--- Required work ---
Exact repetition of the whole listing is what this exercise asks for.

--- Dataset entries ---
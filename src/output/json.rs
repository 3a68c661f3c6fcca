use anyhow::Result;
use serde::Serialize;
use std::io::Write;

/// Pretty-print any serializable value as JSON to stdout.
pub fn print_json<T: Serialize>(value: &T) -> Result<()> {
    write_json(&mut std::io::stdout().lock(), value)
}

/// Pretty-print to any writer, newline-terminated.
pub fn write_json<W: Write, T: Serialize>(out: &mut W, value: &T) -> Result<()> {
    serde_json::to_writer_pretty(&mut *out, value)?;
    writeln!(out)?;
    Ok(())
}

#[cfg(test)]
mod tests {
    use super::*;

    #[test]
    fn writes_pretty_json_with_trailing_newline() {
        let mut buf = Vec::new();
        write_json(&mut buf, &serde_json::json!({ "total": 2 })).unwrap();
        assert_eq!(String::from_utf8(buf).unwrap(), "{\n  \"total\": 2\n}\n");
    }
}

--- Response ---
filename src/output/json.rs
repository 3a68c661f3c6fcca
use anyhow::Result;
use serde::Serialize;
use std::io::Write;

/// Pretty-print any serializable value as JSON to stdout.
pub fn print_json<T: Serialize>(value: &T) -> Result<()> {
    write_json(&mut std::io::stdout().lock(), value)
}

/// Pretty-print to any writer, newline-terminated.
pub fn write_json<W: Write, T: Serialize>(out: &mut W, value: &T) -> Result<()> {
    serde_json::to_writer_pretty(&mut *out, value)?;
    writeln!(out)?;
    Ok(())
}

#[cfg(test)]
mod tests {
    use super::*;

    #[test]
    fn writes_pretty_json_with_trailing_newline() {
        let mut buf = Vec::new();
        write_json(&mut buf, &serde_json::json!({ "total": 2 })).unwrap();
        assert_eq!(String::from_utf8(buf).unwrap(), "{\n  \"total\": 2\n}\n");
    }
}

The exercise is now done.